ABSTRACT This paper proposes a Distance and Levy-flight based Crow Search Algorithm (DLCSA) for optimization of three Fractional-order controllers: Fractional Order Proportional-Integral-Derivative (FOPID), Fractional Order Proportional-Integral (FOPI) and Fractional Order Proportional-Derivative (FOPD) controllers. Novelties of the proposed method are fourfold; (a) distance-based Flight length (Dfl)to improve the convergence rate, (b) Levy-flight based evasion to improve the efficiency of the algorithm, (c)adaptive awareness probability(AP) to set a tradeoff between local and global search and (d) Fuzzy based adaptive objective function to adjust the solution weights automatically. With such adaptations, the new approach preserves solution diversity and improves the convergence to global optima.

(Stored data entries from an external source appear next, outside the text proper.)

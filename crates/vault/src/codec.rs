//! Typed encode/decode of single field values.
//!
//! [`FieldCodec`] turns a [`FieldValue`] of a known [`LogicalType`] into a
//! ciphertext string and back. It holds no state besides the shared
//! [`KeyManager`], so cloning it is cheap and every clone behaves identically.
//!
//! Numeric values are serialized as the shortest decimal text that parses
//! back to the same `f64` (`12.34`, `42.0`), never as raw float bytes.

use std::sync::Arc;

use base64::{engine::general_purpose::URL_SAFE, Engine as _};
use common::{EncryptionError, FieldValue, LogicalType, TransactionPayload, SENSITIVE_TRANSACTION_FIELDS};
use tracing::{debug, error};

use crate::crypto::cipher::{decrypt_field, encrypt_field, EncryptedField, VERSION_PREFIX};
use crate::keys::{KeyBytes, KeyManager};
use crate::token::derive_search_token;

/// Classify a stored string as ciphertext or legacy plaintext.
///
/// Values carrying the `v1.` prefix are recognised exactly. Anything else is
/// judged by the legacy structural heuristic: the whole string must be valid
/// padded base64url. The heuristic has false positives on short plaintexts
/// made only of base64url characters whose length is a multiple of four
/// (`"Food"`, `"Rent"`, `"Checking"`); such values are treated as ciphertext
/// and read back as absent. Values containing spaces or punctuation outside
/// the alphabet, like `"Groceries"` or `"Coffee shop run"`, are never
/// misclassified. The empty string is not ciphertext.
pub fn is_ciphertext(value: &str) -> bool {
    if value.is_empty() {
        return false;
    }
    let body = value.strip_prefix(VERSION_PREFIX).unwrap_or(value);
    !body.is_empty() && URL_SAFE.decode(body).is_ok()
}

/// Plaintext bytes for `value` under logical type `ty`.
fn encode_plaintext(value: &FieldValue, ty: LogicalType) -> Result<String, EncryptionError> {
    match (ty, value) {
        (LogicalType::Numeric, _) => value
            .as_f64()
            .map(|n| format!("{n:?}"))
            .ok_or_else(|| EncryptionError::Encryption("value is not numeric".into())),
        (LogicalType::Text, FieldValue::Text(s)) => Ok(s.clone()),
        (LogicalType::Text, FieldValue::Number(n)) => Ok(format!("{n:?}")),
    }
}

fn coerce(plaintext: String, ty: LogicalType) -> Result<FieldValue, EncryptionError> {
    match ty {
        LogicalType::Text => Ok(FieldValue::Text(plaintext)),
        LogicalType::Numeric => plaintext.trim().parse::<f64>().map(FieldValue::Number).map_err(|_| {
            error!(logical_type = %ty, "decrypted value could not be coerced");
            EncryptionError::Decryption("decrypted value has unexpected format".into())
        }),
    }
}

/// Encrypt with an already-resolved key.
pub(crate) fn encrypt_with(
    key: &KeyBytes,
    value: Option<&FieldValue>,
    ty: LogicalType,
) -> Result<Option<String>, EncryptionError> {
    let value = match value {
        None => return Ok(None),
        Some(v) if v.is_empty_text() => return Ok(Some(String::new())),
        Some(v) => v,
    };
    let plaintext = encode_plaintext(value, ty)?;
    let field = encrypt_field(plaintext.as_bytes(), key.as_bytes())
        .map_err(|e| EncryptionError::Encryption(e.to_string()))?;
    Ok(Some(field.to_string_repr()))
}

/// Strict decrypt with an already-resolved key.
pub(crate) fn decrypt_with(
    key: &KeyBytes,
    token: Option<&str>,
    ty: LogicalType,
) -> Result<Option<FieldValue>, EncryptionError> {
    let token = match token {
        None => return Ok(None),
        Some("") => return Ok(Some(FieldValue::Text(String::new()))),
        Some(t) => t,
    };
    let field = EncryptedField::parse(token)
        .map_err(|e| EncryptionError::Decryption(e.to_string()))?;
    let bytes = decrypt_field(&field, key.as_bytes()).map_err(|e| {
        error!("failed to decrypt payload; token invalid");
        EncryptionError::Decryption(e.to_string())
    })?;
    let plaintext = String::from_utf8(bytes)
        .map_err(|_| EncryptionError::Decryption("decrypted value is not UTF-8".into()))?;
    coerce(plaintext, ty).map(Some)
}

/// Lenient read with an already-resolved key: legacy plaintext passes
/// through, verified decryption failures become `None`.
pub(crate) fn read_with(key: &KeyBytes, stored: Option<&str>, ty: LogicalType) -> Option<FieldValue> {
    let stored = stored?;
    if stored.is_empty() {
        return match ty {
            LogicalType::Text => Some(FieldValue::Text(String::new())),
            LogicalType::Numeric => None,
        };
    }
    if !is_ciphertext(stored) {
        return match ty {
            LogicalType::Text => Some(FieldValue::Text(stored.to_owned())),
            LogicalType::Numeric => stored.trim().parse().ok().map(FieldValue::Number),
        };
    }
    match decrypt_with(key, Some(stored), ty) {
        Ok(value) => value,
        Err(e) if e.is_recoverable_on_read() => {
            debug!(error = %e, "stored value unavailable");
            None
        }
        Err(e) => {
            error!(error = %e, "unexpected failure on read path");
            None
        }
    }
}

/// Encrypts and decrypts field values under the manager's key.
#[derive(Debug, Clone)]
pub struct FieldCodec {
    keys: Arc<KeyManager>,
}

impl FieldCodec {
    pub fn new(keys: Arc<KeyManager>) -> Self {
        Self { keys }
    }

    /// Resolve (on first use) and return the active key.
    ///
    /// # Errors
    ///
    /// Propagates [`EncryptionError::EncryptionKey`] from the key manager.
    pub fn key(&self) -> Result<KeyBytes, EncryptionError> {
        self.keys.key()
    }

    /// Encrypt one value.
    ///
    /// `None` stays `None` and the empty string stays empty and unencrypted.
    ///
    /// # Errors
    ///
    /// Returns [`EncryptionError::EncryptionKey`] if no key is available and
    /// [`EncryptionError::Encryption`] for a non-numeric value of a numeric type.
    pub fn encrypt_value(
        &self,
        value: Option<&FieldValue>,
        ty: LogicalType,
    ) -> Result<Option<String>, EncryptionError> {
        if value.is_none() {
            return Ok(None);
        }
        encrypt_with(&self.key()?, value, ty)
    }

    /// Decrypt one ciphertext string and coerce it to `ty`.
    ///
    /// `None` and the empty string pass through unchanged.
    ///
    /// # Errors
    ///
    /// Returns [`EncryptionError::Decryption`] for malformed or unauthenticated
    /// ciphertext and for plaintext that does not coerce to `ty`.
    pub fn decrypt_value(
        &self,
        token: Option<&str>,
        ty: LogicalType,
    ) -> Result<Option<FieldValue>, EncryptionError> {
        match token {
            None => Ok(None),
            Some("") => Ok(Some(FieldValue::Text(String::new()))),
            Some(_) => decrypt_with(&self.key()?, token, ty),
        }
    }

    /// Read-path decrypt: never fails.
    ///
    /// Legacy plaintext is returned as-is (numerics parsed), ciphertext is
    /// decrypted, and anything that cannot be recovered becomes `None`.
    pub fn read_value(&self, stored: Option<&str>, ty: LogicalType) -> Option<FieldValue> {
        stored?;
        match self.key() {
            Ok(key) => read_with(&key, stored, ty),
            Err(e) => {
                error!(error = %e, "encryption key unavailable on read path");
                None
            }
        }
    }

    /// Keyed search token for `value` (see [`crate::token`]).
    ///
    /// # Errors
    ///
    /// Propagates [`EncryptionError::EncryptionKey`] from the key manager.
    pub fn search_token(&self, value: Option<&str>) -> Result<Option<String>, EncryptionError> {
        if value.map_or(true, |v| v.trim().is_empty()) {
            return Ok(None);
        }
        Ok(derive_search_token(&self.key()?, value))
    }

    /// Encrypt the sensitive transaction fields present in `payload`.
    ///
    /// Non-sensitive fields are copied unchanged. With `skip_if_encrypted`,
    /// text values that already look like ciphertext are left alone.
    ///
    /// # Errors
    ///
    /// Returns the first encryption error encountered.
    pub fn encrypt_transaction_payload(
        &self,
        payload: &TransactionPayload,
        skip_if_encrypted: bool,
    ) -> Result<TransactionPayload, EncryptionError> {
        let mut protected = payload.clone();
        for (field, ty) in SENSITIVE_TRANSACTION_FIELDS {
            if !protected.contains(field) {
                continue;
            }
            let current = protected.get(field).cloned();
            if skip_if_encrypted {
                if let Some(FieldValue::Text(s)) = &current {
                    if is_ciphertext(s) {
                        continue;
                    }
                }
            }
            let encrypted = self.encrypt_value(current.as_ref(), *ty)?;
            protected.insert(*field, encrypted.map(FieldValue::Text));
        }
        Ok(protected)
    }

    /// Decrypt the sensitive transaction fields of a stored row.
    ///
    /// Fields that cannot be recovered become `None`.
    pub fn decrypt_transaction_row(&self, row: &TransactionPayload) -> TransactionPayload {
        let mut result = row.clone();
        for (field, ty) in SENSITIVE_TRANSACTION_FIELDS {
            let decrypted = match row.get(field) {
                None => continue,
                Some(FieldValue::Text(s)) => self.read_value(Some(s), *ty),
                Some(FieldValue::Number(n)) => Some(FieldValue::Number(*n)),
            };
            result.insert(*field, decrypted);
        }
        result
    }
}
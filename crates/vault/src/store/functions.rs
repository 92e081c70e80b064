//! SQL scalar functions that decrypt inside the query engine.
//!
//! `decrypt_text(x)` and `decrypt_numeric(x)` return the plaintext of an
//! encrypted cell, pass legacy plaintext through, and return `NULL` when a
//! value cannot be recovered. They let `WHERE`, `ORDER BY` and aggregates run
//! on decrypted values without loading whole tables into the application.
//!
//! Functions are per connection in SQLite, so every new connection must go
//! through [`register`] before it sees encrypted columns.

use common::{FieldValue, LogicalType};
use rusqlite::functions::FunctionFlags;
use rusqlite::Connection;
use tracing::debug;

use super::column::decode_stored;
use super::StoreError;
use crate::codec::FieldCodec;
use crate::keys::KeyBytes;

pub const DECRYPT_TEXT: &str = "decrypt_text";
pub const DECRYPT_NUMERIC: &str = "decrypt_numeric";

/// Register the decrypt functions on `conn` under the codec's key.
///
/// The key is resolved here, so registration fails fast when none is
/// available rather than every query returning `NULL`.
///
/// # Errors
///
/// Returns [`StoreError::Encryption`] if the key cannot be resolved and
/// [`StoreError::Database`] if SQLite rejects the registration.
pub fn register(conn: &Connection, codec: &FieldCodec) -> Result<(), StoreError> {
    let key = codec.key()?;
    register_with_key(conn, key)?;
    debug!("decrypt functions registered on connection");
    Ok(())
}

fn register_with_key(conn: &Connection, key: KeyBytes) -> rusqlite::Result<()> {
    let flags = FunctionFlags::SQLITE_UTF8 | FunctionFlags::SQLITE_DETERMINISTIC;

    let text_key = key.clone();
    conn.create_scalar_function(DECRYPT_TEXT, 1, flags, move |ctx| {
        let value = decode_stored(&text_key, ctx.get_raw(0), LogicalType::Text);
        Ok(value.map(|v| match v {
            FieldValue::Text(s) => s,
            FieldValue::Number(n) => format!("{n:?}"),
        }))
    })?;

    conn.create_scalar_function(DECRYPT_NUMERIC, 1, flags, move |ctx| {
        let value = decode_stored(&key, ctx.get_raw(0), LogicalType::Numeric);
        Ok(value.and_then(|v| v.as_f64()))
    })?;

    Ok(())
}
//! Field key resolution, validation, generation and caching.
//!
//! # Lifecycle
//!
//! 1. A [`KeyManager`] is constructed explicitly and shared as `Arc<KeyManager>`
//!    by whatever owns the storage connections.
//! 2. The first call to [`KeyManager::key`] resolves the key:
//!    environment variable → [`KeySource`] (YAML `security.encryption_key`) →
//!    freshly generated key persisted back to the source.
//! 3. The resolved key is cached for the lifetime of the manager; every later
//!    call returns the identical key without touching the environment or disk.
//!
//! # Security invariants
//!
//! - Key material is never logged; [`KeyBytes`] redacts itself in `Debug`.
//! - Replacing the key after data has been written makes earlier ciphertext
//!   permanently undecryptable. There is no rotation.
//! - Two processes racing through first-run generation may each persist a key;
//!   the last writer wins and the loser's ciphertext is lost.

pub mod source;
pub mod store;

pub use source::{KeySource, KeySourceError, YamlKeyFile};
pub use store::{KeyBytes, KeyCache};

use std::fmt;

use aes_gcm_siv::aead::{rand_core::RngCore, OsRng};
use base64::{engine::general_purpose::URL_SAFE, Engine as _};
use common::EncryptionError;
use tracing::{error, info, warn};

use crate::config::Settings;
use crate::crypto::KEY_LEN;

/// Environment variable consulted first for a pre-provisioned key.
pub const DEFAULT_KEY_ENV_VAR: &str = "FINANCE_APP_ENCRYPTION_KEY";

/// Decode and length-check an encoded key (base64url, padded, 32 bytes).
///
/// # Errors
///
/// Returns [`EncryptionError::EncryptionKey`] on bad encoding or length.
pub fn validate_key(raw: &str) -> Result<KeyBytes, EncryptionError> {
    let bytes = URL_SAFE
        .decode(raw.trim())
        .map_err(|_| EncryptionError::EncryptionKey("key is not valid base64url".into()))?;
    KeyBytes::from_slice(&bytes).ok_or_else(|| {
        EncryptionError::EncryptionKey(format!(
            "key must decode to {KEY_LEN} bytes, got {}",
            bytes.len()
        ))
    })
}

/// Generate a fresh random key in its encoded form.
pub fn generate_key_string() -> String {
    let mut key = [0u8; KEY_LEN];
    OsRng.fill_bytes(&mut key);
    let encoded = URL_SAFE.encode(key);
    key.iter_mut().for_each(|b| *b = 0);
    encoded
}

/// Owns the key material for everything built on top of it.
pub struct KeyManager {
    env_var: String,
    source: Box<dyn KeySource>,
    auto_generate: bool,
    cache: KeyCache,
}

impl KeyManager {
    pub fn new(env_var: impl Into<String>, source: Box<dyn KeySource>, auto_generate: bool) -> Self {
        Self {
            env_var: env_var.into(),
            source,
            auto_generate,
            cache: KeyCache::new(),
        }
    }

    /// Build a manager from loaded settings, backed by the YAML key file.
    pub fn from_settings(settings: &Settings) -> Self {
        Self::new(
            settings.security.key_env_var.clone(),
            Box::new(YamlKeyFile::new(settings.key_file())),
            settings.security.auto_generate_key,
        )
    }

    /// Returns `true` once a key has been resolved.
    pub fn is_ready(&self) -> bool {
        self.cache.is_ready()
    }

    /// Return the active key, resolving it on first use.
    ///
    /// # Errors
    ///
    /// Returns [`EncryptionError::EncryptionKey`] if the environment key is
    /// invalid, if no key exists and generation is disabled, or if a
    /// generated key cannot be persisted.
    pub fn key(&self) -> Result<KeyBytes, EncryptionError> {
        self.cache.get_or_try_init(|| self.resolve())
    }

    fn resolve(&self) -> Result<KeyBytes, EncryptionError> {
        if let Some(key) = self.load_from_env()? {
            info!(env_var = %self.env_var, "encryption key loaded from environment");
            return Ok(key);
        }
        if let Some(key) = self.load_from_source() {
            info!(source = %self.source.describe(), "encryption key loaded from config");
            return Ok(key);
        }
        if !self.auto_generate {
            return Err(EncryptionError::EncryptionKey(format!(
                "encryption key not found; provide {} or add security.encryption_key to {}",
                self.env_var,
                self.source.describe()
            )));
        }
        self.generate_and_persist()
    }

    fn load_from_env(&self) -> Result<Option<KeyBytes>, EncryptionError> {
        let raw = match std::env::var(&self.env_var) {
            Ok(raw) if !raw.trim().is_empty() => raw,
            Ok(_) | Err(std::env::VarError::NotPresent) => return Ok(None),
            Err(std::env::VarError::NotUnicode(_)) => {
                return Err(EncryptionError::EncryptionKey(format!(
                    "{} is not valid unicode",
                    self.env_var
                )))
            }
        };
        validate_key(&raw).map(Some).map_err(|_| {
            EncryptionError::EncryptionKey(format!(
                "environment encryption key is invalid; regenerate and re-set {}",
                self.env_var
            ))
        })
    }

    fn load_from_source(&self) -> Option<KeyBytes> {
        let raw = match self.source.load() {
            Ok(Some(raw)) if !raw.trim().is_empty() => raw,
            Ok(_) => return None,
            Err(e) => {
                error!(error = %e, "unable to read encryption key from config");
                return None;
            }
        };
        match validate_key(&raw) {
            Ok(key) => Some(key),
            Err(_) => {
                warn!(
                    source = %self.source.describe(),
                    "invalid encryption key stored in config; regenerating"
                );
                None
            }
        }
    }

    fn generate_and_persist(&self) -> Result<KeyBytes, EncryptionError> {
        let encoded = generate_key_string();
        let key = validate_key(&encoded)?;
        self.source.persist(&encoded).map_err(|e| {
            error!(error = %e, "failed to persist generated encryption key");
            EncryptionError::EncryptionKey(format!("failed to persist generated key: {e}"))
        })?;
        info!(
            source = %self.source.describe(),
            "generated new encryption key and stored it in config"
        );
        Ok(key)
    }
}

impl fmt::Debug for KeyManager {
    fn fmt(&self, f: &mut fmt::Formatter<'_>) -> fmt::Result {
        f.debug_struct("KeyManager")
            .field("env_var", &self.env_var)
            .field("source", &self.source.describe())
            .field("auto_generate", &self.auto_generate)
            .field("ready", &self.is_ready())
            .finish()
    }
}
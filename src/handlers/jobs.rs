use axum::extract::{Path, Query, State};
use serde_json::Value;

use crate::app::AppState;
use crate::database::{Job, NewJob};
use crate::error::ApiError;
use crate::middleware::{AdminUser, ApiJson, ApiResponse, ApiResult};
use crate::schemas::{JOB_FILTER_SCHEMA, JOB_NEW, JOB_UPDATE};

fn parse_id(raw: &str) -> Result<i32, ApiError> {
    raw.parse::<i32>()
        .map_err(|_| ApiError::bad_request("ID must be an integer"))
}

/// POST /jobs - { title, salary, equity, companyHandle } => { job }
pub async fn post(
    State(state): State<AppState>,
    AdminUser(_admin): AdminUser,
    ApiJson(payload): ApiJson<Value>,
) -> ApiResult<Job> {
    let body = JOB_NEW.validate(&payload)?;
    let data: NewJob = serde_json::from_value(Value::Object(body))
        .map_err(|e| ApiError::bad_request(e.to_string()))?;

    let job = Job::create(&state.pool, data).await?;
    Ok(ApiResponse::created("job", job))
}

/// GET /jobs - optional filters title, minSalary, hasEquity
pub async fn list(
    State(state): State<AppState>,
    Query(params): Query<Vec<(String, String)>>,
) -> ApiResult<Vec<Job>> {
    let filters = JOB_FILTER_SCHEMA.validate(&params)?;
    let jobs = Job::find_all(&state.pool, &filters).await?;
    Ok(ApiResponse::success("jobs", jobs))
}

/// GET /jobs/:id
pub async fn get(State(state): State<AppState>, Path(id): Path<String>) -> ApiResult<Job> {
    let job = Job::get(&state.pool, parse_id(&id)?).await?;
    Ok(ApiResponse::success("job", job))
}

/// PATCH /jobs/:id - any of { title, salary, equity }
pub async fn patch(
    State(state): State<AppState>,
    AdminUser(_admin): AdminUser,
    Path(id): Path<String>,
    ApiJson(payload): ApiJson<Value>,
) -> ApiResult<Job> {
    let id = parse_id(&id)?;
    let body = JOB_UPDATE.validate(&payload)?;
    let job = Job::update(&state.pool, id, &body).await?;
    Ok(ApiResponse::success("job", job))
}

/// DELETE /jobs/:id => { deleted: "<id>" }
pub async fn delete(
    State(state): State<AppState>,
    AdminUser(admin): AdminUser,
    Path(id): Path<String>,
) -> ApiResult<String> {
    let id = parse_id(&id)?;
    Job::remove(&state.pool, id).await?;
    tracing::info!("{} deleted job {}", admin.username, id);
    Ok(ApiResponse::success("deleted", id.to_string()))
}
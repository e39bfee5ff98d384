use serde::{Deserialize, Serialize};
use sqlx::{FromRow, PgPool};

use crate::database::manager::DatabaseError;
use crate::database::query_builder::{bind_values_as, bind_values_as_numeric, decimal};
use crate::filter::{
    sql_for_filters, sql_for_partial_update, FieldMapping, FilterDef, FilterRule, FilterSpec,
    SparseUpdate,
};

/// Updatable job fields already match their column names.
pub const JOB_FIELDS: FieldMapping = FieldMapping::identity();

/// Query-string filters accepted by `GET /jobs`.
pub const JOB_FILTERS: &[FilterDef] = &[
    FilterDef::new("title", "title", FilterRule::Contains),
    FilterDef::new("minSalary", "salary", FilterRule::AtLeast),
    FilterDef::new("hasEquity", "equity", FilterRule::FlagTrue),
];

// equity is NUMERIC in storage and a decimal string on the wire
const COLUMNS: &str = "id, title, salary, equity::text AS equity, company_handle";

#[derive(Debug, Clone, PartialEq, Serialize, Deserialize, FromRow)]
#[serde(rename_all = "camelCase")]
pub struct Job {
    pub id: i32,
    pub title: String,
    pub salary: Option<i32>,
    pub equity: Option<String>,
    pub company_handle: String,
}

#[derive(Debug, Clone, Deserialize)]
#[serde(rename_all = "camelCase")]
pub struct NewJob {
    pub title: String,
    pub salary: Option<i32>,
    pub equity: Option<String>,
    pub company_handle: String,
}

/// Which compiled update values go to the NUMERIC `equity` column. The
/// update compiler emits one value per key, in key order.
fn numeric_positions(data: &SparseUpdate) -> Vec<bool> {
    data.keys().map(|key| key == "equity").collect()
}

impl Job {
    /// Insert a job. Fails with `NotFound` when the company does not exist.
    pub async fn create(pool: &PgPool, data: NewJob) -> Result<Job, DatabaseError> {
        let company = sqlx::query("SELECT handle FROM companies WHERE handle = $1")
            .bind(&data.company_handle)
            .fetch_optional(pool)
            .await?;
        if company.is_none() {
            return Err(DatabaseError::NotFound(format!("No company: {}", data.company_handle)));
        }

        let sql = format!(
            "INSERT INTO jobs (title, salary, equity, company_handle) \
             VALUES ($1, $2, $3, $4) RETURNING {}",
            COLUMNS
        );
        let job = sqlx::query_as::<_, Job>(&sql)
            .bind(&data.title)
            .bind(data.salary)
            .bind(data.equity.as_deref().map(decimal).transpose()?)
            .bind(&data.company_handle)
            .fetch_one(pool)
            .await?;

        tracing::info!("Created job {} for {}", job.id, job.company_handle);
        Ok(job)
    }

    /// All jobs matching `filters`, ordered by title.
    pub async fn find_all(pool: &PgPool, filters: &FilterSpec) -> Result<Vec<Job>, DatabaseError> {
        let where_clause = sql_for_filters(filters, JOB_FILTERS);
        let sql = format!(
            "SELECT {} FROM jobs {} ORDER BY title",
            COLUMNS, where_clause.predicate
        );
        tracing::debug!("Job filter: {} {:?}", sql, where_clause.values);

        let rows = bind_values_as(sqlx::query_as::<_, Job>(&sql), &where_clause.values)
            .fetch_all(pool)
            .await?;
        Ok(rows)
    }

    pub async fn get(pool: &PgPool, id: i32) -> Result<Job, DatabaseError> {
        let sql = format!("SELECT {} FROM jobs WHERE id = $1", COLUMNS);
        sqlx::query_as::<_, Job>(&sql)
            .bind(id)
            .fetch_optional(pool)
            .await?
            .ok_or_else(|| DatabaseError::NotFound(format!("No job: {}", id)))
    }

    /// Apply a partial update of `title`, `salary` and/or `equity`.
    pub async fn update(pool: &PgPool, id: i32, data: &SparseUpdate) -> Result<Job, DatabaseError> {
        let set = sql_for_partial_update(data, &JOB_FIELDS)?;
        let sql = format!(
            "UPDATE jobs SET {} WHERE id = ${} RETURNING {}",
            set.set_clause(),
            set.next_placeholder(),
            COLUMNS
        );
        tracing::debug!("Job update: {} {:?}", sql, set.values);

        bind_values_as_numeric(sqlx::query_as::<_, Job>(&sql), &set.values, &numeric_positions(data))?
            .bind(id)
            .fetch_optional(pool)
            .await?
            .ok_or_else(|| DatabaseError::NotFound(format!("No job: {}", id)))
    }

    pub async fn remove(pool: &PgPool, id: i32) -> Result<(), DatabaseError> {
        let deleted = sqlx::query("DELETE FROM jobs WHERE id = $1 RETURNING id")
            .bind(id)
            .fetch_optional(pool)
            .await?;
        match deleted {
            Some(_) => Ok(()),
            None => Err(DatabaseError::NotFound(format!("No job: {}", id))),
        }
    }
}
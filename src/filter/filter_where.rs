use serde_json::Value;

use super::types::{quote_identifier, FilterDef, FilterSpec, WhereClause};

/// Compile listing filters into a conjunctive WHERE clause.
///
/// Filters are visited in `filters` order. A key is looked up in `rules`;
/// unknown keys produce nothing. Rules that consume a placeholder push their
/// bind value first and take `$<values.len()>`, so placeholder numbers and
/// the value list never drift apart. Rules that do not consume one emit a
/// bare predicate and leave both untouched.
pub fn sql_for_filters(filters: &FilterSpec, rules: &[FilterDef]) -> WhereClause {
    let mut clauses: Vec<String> = Vec::new();
    let mut values: Vec<Value> = Vec::new();

    for (name, raw) in filters {
        let Some(def) = rules.iter().find(|def| def.name == name.as_str()) else {
            continue;
        };
        if !def.rule.applies_to(raw) {
            continue;
        }

        let column = quote_identifier(def.column);
        let placeholder = if def.rule.consumes_placeholder() {
            values.push(def.rule.bind_value(raw));
            Some(values.len())
        } else {
            None
        };
        clauses.push(def.rule.predicate(&column, placeholder));
    }

    if clauses.is_empty() {
        return WhereClause::default();
    }

    WhereClause {
        predicate: format!("WHERE {}", clauses.join(" AND ")),
        values,
    }
}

To demonstrate the effectiveness of the contributions, proposed methods: DLCSA-FOPID, DLCSA-FOPI, and DLCSA-FOPD are implemented on an Automatic Voltage Regulator system and results are compared with few other well-established techniques like Zeigler–Nichols (Z-N), Artificial Bee Colony (ABC) Optimization (ACO), Multi-Objective Extremal Optimization (MOEO), Genetic Algorithm (GA), Chaos Ant Swarm (CAS) algorithm, Real Coded Extremal Optimization (RCEO), etc. Further to investigate robustness of proposed methods, the results are obtained for set-point tracking, noise suppression, load disturbance rejection, control effort, and modeling errors. The results demonstrate the better performance of the proposed method as compared to other state of the art techniques.